The latest, according to Bob Dutton: The Royals outfield will no longer try to pick up the outfield assist by playing shallow. They've decided to drop back and prevent doubles and triples.
Although they will still start Jeff Francoeur.
It's long been an organizational philosophy of the Royals to position their outfielders shallow. I've seen it, you've seen it, the beer vendors have seen it. I follow a few scouts on Twitter and they've made note of it. This is hardly a state secret.
So this is what happens when you dismiss your outfield coach in the middle of the season. Play deep!
Quoth Rusty Kuntz:
I’m a little more conservative than what was here before. Outfield assists are great, but doubles and triples over your head produce a lot of runs. In some situations, we’re a little deeper now than before. In some situations, we’re not.
Yes, doubles and triples do tend to produce more runs. Although - here's the funny part - the Royals aren't much worse than the average American League team when it comes to allowing the extra base hit.

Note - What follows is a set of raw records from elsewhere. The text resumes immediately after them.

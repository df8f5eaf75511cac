//! Tree nodes
//!
//! Container nodes form the visible hierarchy; body nodes own engine
//! instances. Both share [`TreeNode`], discriminated by [`NodeKind`].

use crate::arena::EntryKey;
use crate::info::AttributeInfo;
use crate::visibility::BranchVisibility;
use cadstream_core::engine::{Attribute, AttributeKind};
use cadstream_core::id::{InstanceHandle, MeshKey, RuntimeNodeId};
use cadstream_core::math::BoundingBox;
use cadstream_tasks::Lazy;
use glam::Mat4;
use serde::{Deserialize, Serialize};
use std::cell::Cell;

/// Kind of tree node
#[derive(Clone, Copy, Debug, PartialEq, Eq, Hash, Serialize, Deserialize)]
pub enum NodeKind {
    /// Occurrence of a part or assembly
    ProductOccurrence,
    /// Saved CAD view
    CadView,
    /// Group of annotations
    PmiGroup,
    /// Root of one CAD configuration
    Configuration,
    /// Mesh-bearing body
    Mesh,
    /// Annotation-geometry-bearing body
    Pmi,
    /// View-frame-bearing body
    ViewFrame,
}

impl NodeKind {
    /// Check if the node may hold child nodes
    pub const fn is_container(&self) -> bool {
        matches!(
            self,
            Self::ProductOccurrence | Self::CadView | Self::PmiGroup | Self::Configuration
        )
    }

    /// Check if the node owns engine instances
    pub const fn is_body(&self) -> bool {
        !self.is_container()
    }

    /// Human-readable kind name
    pub const fn name(&self) -> &'static str {
        match self {
            Self::ProductOccurrence => "product occurrence",
            Self::CadView => "CAD view",
            Self::PmiGroup => "PMI group",
            Self::Configuration => "CAD configuration",
            Self::Mesh => "mesh body",
            Self::Pmi => "PMI body",
            Self::ViewFrame => "view frame",
        }
    }
}

/// Load state of an external-model placeholder
#[derive(Clone, Copy, Debug, Default, PartialEq, Eq, Hash, Serialize, Deserialize)]
pub enum LoadStatus {
    #[default]
    Loaded,
    Unloaded,
    Loading,
    Missing,
    Failed,
}

/// Authoring flags
#[derive(Clone, Copy, Debug, Default, PartialEq, Eq, Serialize, Deserialize)]
#[serde(default)]
pub struct NodeFlags {
    /// CAD view shown when the model opens
    pub default_view: bool,
    /// CAD view carrying annotations only
    pub annotation_view: bool,
    /// Configuration active when the model opens
    pub default_configuration: bool,
    /// Node is a placeholder for an external model
    pub external_model: bool,
    /// Node was created at runtime
    pub dynamic: bool,
    /// Node is excluded from the product hierarchy view
    pub out_of_hierarchy: bool,
}

/// One node of the visible hierarchy
pub struct TreeNode {
    id: RuntimeNodeId,
    kind: NodeKind,
    name: String,
    initial_matrix: Mat4,
    matrix_override: Option<Mat4>,
    initially_shown: bool,
    shown: bool,
    flags: NodeFlags,
    status: LoadStatus,
    bounds: Option<BoundingBox>,
    attributes: Option<Lazy<Vec<Attribute>>>,
    part_definition: Option<RuntimeNodeId>,
    representation_item: Option<RuntimeNodeId>,
    instances: Vec<InstanceHandle>,
    mesh: Option<MeshKey>,
    external_model: Option<String>,
    branch_visibility: Cell<Option<BranchVisibility>>,
    pub(crate) parent: Option<EntryKey>,
    pub(crate) children: Vec<EntryKey>,
}

impl TreeNode {
    /// Create a new node
    pub fn new(id: RuntimeNodeId, kind: NodeKind, name: impl Into<String>) -> Self {
        Self {
            id,
            kind,
            name: name.into(),
            initial_matrix: Mat4::IDENTITY,
            matrix_override: None,
            initially_shown: true,
            shown: true,
            flags: NodeFlags::default(),
            status: LoadStatus::Loaded,
            bounds: None,
            attributes: None,
            part_definition: None,
            representation_item: None,
            instances: Vec::new(),
            mesh: None,
            external_model: None,
            branch_visibility: Cell::new(None),
            parent: None,
            children: Vec::new(),
        }
    }

    /// Builder: set the initial local matrix
    pub fn with_matrix(mut self, matrix: Mat4) -> Self {
        self.initial_matrix = matrix;
        self
    }

    /// Builder: set the initial visibility
    pub fn with_visibility(mut self, shown: bool) -> Self {
        self.initially_shown = shown;
        self.shown = shown;
        self
    }

    /// Builder: set the authoring flags
    pub fn with_flags(mut self, flags: NodeFlags) -> Self {
        self.flags = flags;
        self
    }

    /// Builder: set the load status
    pub fn with_status(mut self, status: LoadStatus) -> Self {
        self.status = status;
        self
    }

    /// Builder: set known bounds
    pub fn with_bounds(mut self, bounds: Option<BoundingBox>) -> Self {
        self.bounds = bounds;
        self
    }

    /// Builder: set engine instances
    pub fn with_instances(mut self, instances: Vec<InstanceHandle>) -> Self {
        self.instances = instances;
        self
    }

    /// Builder: set the owned mesh
    pub fn with_mesh(mut self, mesh: MeshKey) -> Self {
        self.mesh = Some(mesh);
        self
    }

    /// Builder: name the external model this placeholder stands for
    pub fn with_external_model(mut self, name: impl Into<String>) -> Self {
        self.flags.external_model = true;
        self.external_model = Some(name.into());
        self
    }

    /// Builder: set the referenced part definition
    pub fn with_part_definition(mut self, part: Option<RuntimeNodeId>) -> Self {
        self.part_definition = part;
        self
    }

    /// Builder: set the referenced representation item
    pub fn with_representation_item(mut self, item: Option<RuntimeNodeId>) -> Self {
        self.representation_item = item;
        self
    }

    /// Builder: attach authored attributes, typed on first access
    pub fn with_attributes(mut self, raw: Vec<AttributeInfo>) -> Self {
        if !raw.is_empty() {
            self.attributes = Some(Lazy::new(move || raw.into_iter().map(type_attribute).collect()));
        }
        self
    }

    #[inline]
    pub fn id(&self) -> RuntimeNodeId {
        self.id
    }

    #[inline]
    pub fn kind(&self) -> NodeKind {
        self.kind
    }

    #[inline]
    pub fn name(&self) -> &str {
        &self.name
    }

    pub fn set_name(&mut self, name: impl Into<String>) {
        self.name = name.into();
    }

    #[inline]
    pub fn flags(&self) -> NodeFlags {
        self.flags
    }

    #[inline]
    pub fn status(&self) -> LoadStatus {
        self.status
    }

    pub fn set_status(&mut self, status: LoadStatus) {
        self.status = status;
    }

    #[inline]
    pub fn bounds(&self) -> Option<BoundingBox> {
        self.bounds
    }

    pub fn set_bounds(&mut self, bounds: Option<BoundingBox>) {
        self.bounds = bounds;
    }

    /// Local matrix currently in effect
    pub fn matrix(&self) -> Mat4 {
        self.matrix_override.unwrap_or(self.initial_matrix)
    }

    /// Local matrix the node was loaded with
    pub fn initial_matrix(&self) -> Mat4 {
        self.initial_matrix
    }

    /// Check if the local matrix is overridden
    pub fn has_matrix_override(&self) -> bool {
        self.matrix_override.is_some()
    }

    pub(crate) fn set_matrix_override(&mut self, matrix: Option<Mat4>) {
        self.matrix_override = matrix;
    }

    #[inline]
    pub fn is_shown(&self) -> bool {
        self.shown
    }

    #[inline]
    pub fn is_initially_shown(&self) -> bool {
        self.initially_shown
    }

    /// Set current visibility; returns true if it changed
    ///
    /// Callers invalidate the branch visibility of every ancestor.
    pub(crate) fn set_shown(&mut self, shown: bool) -> bool {
        if self.shown == shown {
            return false;
        }
        self.shown = shown;
        self.branch_visibility.set(None);
        true
    }

    pub(crate) fn cached_branch_visibility(&self) -> Option<BranchVisibility> {
        self.branch_visibility.get()
    }

    pub(crate) fn cache_branch_visibility(&self, visibility: BranchVisibility) {
        self.branch_visibility.set(Some(visibility));
    }

    /// Mark the cached branch visibility stale; returns false if already stale
    pub(crate) fn invalidate_branch_visibility(&self) -> bool {
        self.branch_visibility.take().is_some()
    }

    /// Authored attributes, typed on first call
    pub fn attributes(&self) -> Option<Vec<Attribute>> {
        self.attributes.as_ref().map(Lazy::force)
    }

    #[inline]
    pub fn part_definition(&self) -> Option<RuntimeNodeId> {
        self.part_definition
    }

    #[inline]
    pub fn representation_item(&self) -> Option<RuntimeNodeId> {
        self.representation_item
    }

    /// Engine instances owned by this body
    #[inline]
    pub fn instances(&self) -> &[InstanceHandle] {
        &self.instances
    }

    pub(crate) fn set_instances(&mut self, instances: Vec<InstanceHandle>) {
        self.instances = instances;
    }

    /// External model name of a placeholder
    pub fn external_model(&self) -> Option<&str> {
        self.external_model.as_deref()
    }

    /// Mesh created for this node at runtime
    #[inline]
    pub fn mesh(&self) -> Option<MeshKey> {
        self.mesh
    }
}

impl core::fmt::Debug for TreeNode {
    fn fmt(&self, f: &mut core::fmt::Formatter<'_>) -> core::fmt::Result {
        f.debug_struct("TreeNode")
            .field("id", &self.id)
            .field("kind", &self.kind)
            .field("name", &self.name)
            .field("shown", &self.shown)
            .field("status", &self.status)
            .finish_non_exhaustive()
    }
}

fn type_attribute(raw: AttributeInfo) -> Attribute {
    let kind = match raw.kind.as_deref() {
        Some("int") => AttributeKind::Int,
        Some("float") | Some("double") => AttributeKind::Float,
        Some("time") => AttributeKind::Time,
        Some(_) => AttributeKind::String,
        None if raw.value.parse::<i64>().is_ok() => AttributeKind::Int,
        None if raw.value.parse::<f64>().is_ok() => AttributeKind::Float,
        None => AttributeKind::String,
    };
    Attribute {
        name: raw.name,
        value: raw.value,
        kind,
    }
}

#[cfg(test)]
mod tests {
    use super::*;

    #[test]
    fn test_kind_classes() {
        assert!(NodeKind::ProductOccurrence.is_container());
        assert!(NodeKind::CadView.is_container());
        assert!(NodeKind::Mesh.is_body());
        assert!(NodeKind::ViewFrame.is_body());
    }

    #[test]
    fn test_matrix_override() {
        let initial = Mat4::from_translation(glam::Vec3::X);
        let mut node = TreeNode::new(RuntimeNodeId::from_raw(3), NodeKind::ProductOccurrence, "a")
            .with_matrix(initial);

        node.set_matrix_override(Some(Mat4::IDENTITY));
        assert_eq!(node.matrix(), Mat4::IDENTITY);
        assert_eq!(node.initial_matrix(), initial);

        node.set_matrix_override(None);
        assert_eq!(node.matrix(), initial);
    }

    #[test]
    fn test_visibility_change_drops_cache() {
        let mut node = TreeNode::new(RuntimeNodeId::from_raw(1), NodeKind::Mesh, "m");
        node.cache_branch_visibility(BranchVisibility::Shown);

        assert!(!node.set_shown(true));
        assert_eq!(node.cached_branch_visibility(), Some(BranchVisibility::Shown));
        assert!(node.set_shown(false));
        assert_eq!(node.cached_branch_visibility(), None);
        assert!(node.is_initially_shown());
    }

    #[test]
    fn test_attributes_typed_lazily() {
        let node = TreeNode::new(RuntimeNodeId::from_raw(1), NodeKind::ProductOccurrence, "p")
            .with_attributes(vec![
                AttributeInfo::new("Mass", "12.5"),
                AttributeInfo::new("Count", "3"),
                AttributeInfo::new("Material", "Steel"),
            ]);

        let attributes = node.attributes().unwrap();
        assert_eq!(attributes[0].kind, AttributeKind::Float);
        assert_eq!(attributes[1].kind, AttributeKind::Int);
        assert_eq!(attributes[2].kind, AttributeKind::String);
    }
}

The Royals extra base hit percentage - the percentage of all plate appearances against ending in extra base hits - is currently at eight percent. League average is 7.9 percent. The Royals percentage of base hits allowed that have gone for extra bases is at 34 percent. That's right in line with the league average. Going by strict numbers and not percentages, Royal pitchers have surrendered 206 doubles this season. The average AL pitching staff has allowed 201 doubles.
Man, it seems like everything is pretty much average for the Royals when it comes to their pitchers allowing extra base hits. Seems like this "shift in outfield positioning philosophy" is a lot of noise about what really should amount to nothing.

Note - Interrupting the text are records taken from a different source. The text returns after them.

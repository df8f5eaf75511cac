//! Assembly tree registry
//!
//! [`AssemblyTree`] owns every node, context and reference node of a session
//! together with the cross-cutting indices. Nodes and contexts share one
//! arena of [`Entry`] values linked by structural parent/child keys; the
//! public traversal ([`AssemblyTree::children`], [`AssemblyTree::parent`])
//! looks through contexts and follows prototype references, so contexts
//! never show up to consumers.
//!
//! Queries never fail. Mutations that would break an invariant report
//! `false` (or [`DeleteOutcome::Blocked`](crate::DeleteOutcome)), and misuse
//! such as registering a live id returns a [`TreeError`].

use crate::arena::{Arena, EntryKey};
use crate::context::{
    AttachContext, Context, ContextId, ContextKind, InclusionContext, LoadContext, PrototypeContext,
    Relationship,
};
use crate::index::{Filter, FilterId, LayerId, TreeIndices};
use crate::node::{LoadStatus, NodeFlags, NodeKind, TreeNode};
use crate::offset::OffsetAllocator;
use crate::reference::{ReferenceKind, ReferenceNode};
use cadstream_core::error::{TreeError, TreeResult};
use cadstream_core::id::{
    DynamicIdGenerator, DynamicNodeId, InstanceHandle, MeshKey, NodeIdOffset, RuntimeNodeId,
};
use glam::Mat4;
use std::collections::{BTreeMap, BTreeSet, HashMap};

/// Runtime id of the absolute root node (first dynamic id)
const ROOT_ID: RuntimeNodeId = RuntimeNodeId::from_raw(-2);

/// Arena entry: a tree node or a context
pub enum Entry {
    Node(TreeNode),
    Context(Context),
}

Except there is one thing. The Royals have allowed 31 triples this season. That's by far the most in the AL. League average is 18.
Included in Dutton's story is this nugget:
Yost cited a need to protect center fielder Lorenzo Cain, who continues to nurse sore legs following surgery to repair a torn flexor; while noting Francoeur "has slowed down a little bit."
Makes sense to want to protect Cain, and... Wait... What? Frenchy has slowed down?!? Really?!?
Except our man in right doesn't seem to agree.
But say there’s a runner on first with two outs, I’ve moved back some just to make sure if there is a gapper, I can get there quickly.
He can get there quickly. Did you read that? Quickly. I suppose that's a relative adverb.
Bookmark this story. This is sure to be the only time the Royals remotely suggest something is wrong with Saint Francoeur. In the meantime, the triples will most assuredly continue. At least the outfielders will be playing a couple of steps back toward the warning track. I guess.